With a title like The Rats Are Coming! The Werewolves Are Here!, one would be forgiven for thinking this was actually a movie about either rats or werewolves. In actuality, the rats make a fleeting appearance, and the werewolves only exist in the finale. What the movie is actually about is the damages that a family can do to each other regardless of role in the family.

The film is actually about the interpersonal dynamics of the Mooney family, a family of semi-werewolves where the werewolf trait is genetic and varies from character to character. The main thrust of the film is how the dynamics are disrupted when the youngest daughter, Diana, returns to her family's estate with a new husband in tow. She had been away to medical university to study medicine so she could develop a cure for her father's deadly disease.

Diana's older sister, Monica, is a crazy psychotic mean bitch of a woman who incessantly taunts and abuses her brother Malcolm, who is kept chained up due to his status as a permanent half-werewolf with animalistic tendencies. Her mother, Phoebe, is hiding secrets from everybody, and trying to keep relative peace in the family so that the father doesn't die. Then there is Mortimer who is an older brother who is treated like a butler, and also may be having an affair with Phoebe, his mother.

What this movie lacks in supernatural tendencies, it makes up in soap opera cruelty. Monica pours hot wax on Malcolm for the hell of it. She burns Diana's clothing. Monica buys rats from an animal dealer, pointlessly tortures them, gets bitten, then tries to return them. When the animal dealer won't return her money, she burns his store down. Meanwhile, Phoebe's reveal is that Diana actually isn't her daughter, but the daughter of Pa's second wife who was poisoned shortly after birth.

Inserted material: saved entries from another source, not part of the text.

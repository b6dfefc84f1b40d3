use chrono::{DateTime, Utc};
use serde::{Deserialize, Serialize};
use std::fmt;

use crate::storage::StoredSession;

macro_rules! string_newtype {
    ($(#[$meta:meta])* $name:ident) => {
        $(#[$meta])*
        #[derive(Clone, PartialEq, Eq, Hash, Serialize, Deserialize)]
        #[serde(transparent)]
        pub struct $name(String);

        impl $name {
            pub fn new(value: impl Into<String>) -> Self {
                Self(value.into())
            }

            pub fn as_str(&self) -> &str {
                &self.0
            }

            pub fn into_inner(self) -> String {
                self.0
            }
        }

        impl AsRef<str> for $name {
            fn as_ref(&self) -> &str {
                &self.0
            }
        }
    };
}

string_newtype!(
    /// Opaque session identifier handed to the client
    SessionId
);

string_newtype!(
    /// Identifier of the authenticated principal
    UserId
);

string_newtype!(
    /// Secret bound to one session for validating state-changing requests
    CsrfToken
);

// Session IDs and CSRF tokens are secrets; keep them out of debug output
impl fmt::Debug for SessionId {
    fn fmt(&self, f: &mut fmt::Formatter<'_>) -> fmt::Result {
        write!(f, "SessionId({})", crate::utils::redact_id(&self.0))
    }
}

impl fmt::Debug for CsrfToken {
    fn fmt(&self, f: &mut fmt::Formatter<'_>) -> fmt::Result {
        f.write_str("CsrfToken(..)")
    }
}

impl fmt::Debug for UserId {
    fn fmt(&self, f: &mut fmt::Formatter<'_>) -> fmt::Result {
        f.debug_tuple("UserId").field(&self.0).finish()
    }
}

impl fmt::Display for UserId {
    fn fmt(&self, f: &mut fmt::Formatter<'_>) -> fmt::Result {
        f.write_str(&self.0)
    }
}

/// A fully populated session as loaded into a [`SessionScope`](super::SessionScope)
#[derive(Debug, Clone, PartialEq, Eq)]
pub struct Session {
    pub session_id: SessionId,
    pub user_id: UserId,
    pub csrf_token: CsrfToken,
    pub expires_at: DateTime<Utc>,
}

impl From<StoredSession> for Session {
    fn from(stored: StoredSession) -> Self {
        Self {
            session_id: SessionId(stored.session_id),
            user_id: UserId(stored.user_id),
            csrf_token: CsrfToken(stored.csrf_token),
            expires_at: stored.expires_at,
        }
    }
}

impl From<&Session> for StoredSession {
    fn from(session: &Session) -> Self {
        Self {
            session_id: session.session_id.0.clone(),
            user_id: session.user_id.0.clone(),
            csrf_token: session.csrf_token.0.clone(),
            expires_at: session.expires_at,
        }
    }
}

The Rats Are Coming! The Werewolves Are Here! opens with a shot of a group of people mindlessly torturing what looks like a retarded boy. That boy is Malcolm who is quickly rescued by his family only to be immediately tortured by them. It's better to be tortured by family, because it is inevitable. This sets the tone for the whole movie. The whole movie is about people mindlessly abusing themselves and each other. They're being burned with crucifixes, taunted with food, and throwing fights about everything. The majority of the dialogue is a fast-delivered screaming match about the shittiness families can do to each other.

Milligan's movies are frequently views into the soul of a damaged man. His movies are as cruel and abusive as he could be. He has a very misanthropic viewpoint that everybody is terrible, even if they post as "good people." Milligan, however, holds special abuse for women, believing that they have a special capacity for cruelty, deviance and manipulation.

Andy came from a troubled family, and it comes through loud and clear in this movie. His mother was emotionally abusive and his father was an alcoholic. He blamed his mother for his father's behavior. All of this is easily read in The Rats Are Coming! The Werewolves Are Here!, but whether or not this knowledge adds to the movie is completely debatable. To me, the movie stands up on its own as an incisive view into a dysfunctional family. This type of family dynamic, with comedic abuse and ancient secrets, will be exploited for comedic effect in this Christmas' August: Osage County. And, of course, both of these films owe a significant debt to Tennessee Williams' southern gothic family portrait plays. Though, few of the gothic family plays are as cruel as they are when depicted by Andy Milligan.

Is it good? Well...that depends on your tolerance for no budget filmmaking by somebody who worked better without a camera. The acting is on a level of early John Waters, and there is very little humor in the movie to get you through the shouting and the amateurish camera work. But, once you get past the student film aesthetic there is something that is undeniably pulsing about the content in this film. You just have to have a black soul to find it.